*Assignment*. Using the data below, copy out all lines with the word "escaped".

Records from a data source

//! Call-control markup adapter.
//!
//! Renders composer [`Segment`] sequences into the telephony provider's
//! TwiML response document. Segment order is preserved exactly: the
//! platform executes the document top to bottom, so a `Say` after a
//! `Gather` only runs if the gather times out without input.
//!
//! Gather steps post the transcription back to `/voice` with speech
//! input and a short speech timeout, re-invoking the webhook for the
//! next turn.

use hostline_dialog::Segment;

/// Webhook path a gather step posts the next utterance to.
const GATHER_ACTION: &str = "/voice";

/// Seconds of silence before the platform considers speech finished.
const GATHER_SPEECH_TIMEOUT_SECS: u32 = 3;

/// Renders segments into a complete TwiML `<Response>` document.
pub fn render(segments: &[Segment]) -> String {
    let mut out = String::from("<?xml version=\"1.0\" encoding=\"UTF-8\"?><Response>");

    for segment in segments {
        match segment {
            Segment::Say(text) => {
                push_say(&mut out, text);
            }
            Segment::Dial(number) => {
                out.push_str("<Dial>");
                out.push_str(&escape(number));
                out.push_str("</Dial>");
            }
            Segment::Gather { prompts } => {
                out.push_str(&format!(
                    "<Gather input=\"speech\" action=\"{GATHER_ACTION}\" method=\"POST\" speechTimeout=\"{GATHER_SPEECH_TIMEOUT_SECS}\">"
                ));
                for prompt in prompts {
                    push_say(&mut out, prompt);
                }
                out.push_str("</Gather>");
            }
        }
    }

    out.push_str("</Response>");
    out
}

fn push_say(out: &mut String, text: &str) {
    out.push_str("<Say>");
    out.push_str(&escape(text));
    out.push_str("</Say>");
}

/// Escapes the five XML-reserved characters in text content.
fn escape(text: &str) -> String {
    let mut escaped = String::with_capacity(text.len());
    for c in text.chars() {
        match c {
            '&' => escaped.push_str("&amp;"),
            '<' => escaped.push_str("&lt;"),
            '>' => escaped.push_str("&gt;"),
            '"' => escaped.push_str("&quot;"),
            '\'' => escaped.push_str("&apos;"),
            other => escaped.push(other),
        }
    }
    escaped
}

*Finished exercise*.
    let mut escaped = String::with_capacity(text.len());
            '&' => escaped.push_str("&amp;"),
            '<' => escaped.push_str("&lt;"),
            '>' => escaped.push_str("&gt;"),
            '"' => escaped.push_str("&quot;"),
            '\'' => escaped.push_str("&apos;"),
            other => escaped.push(other),
    escaped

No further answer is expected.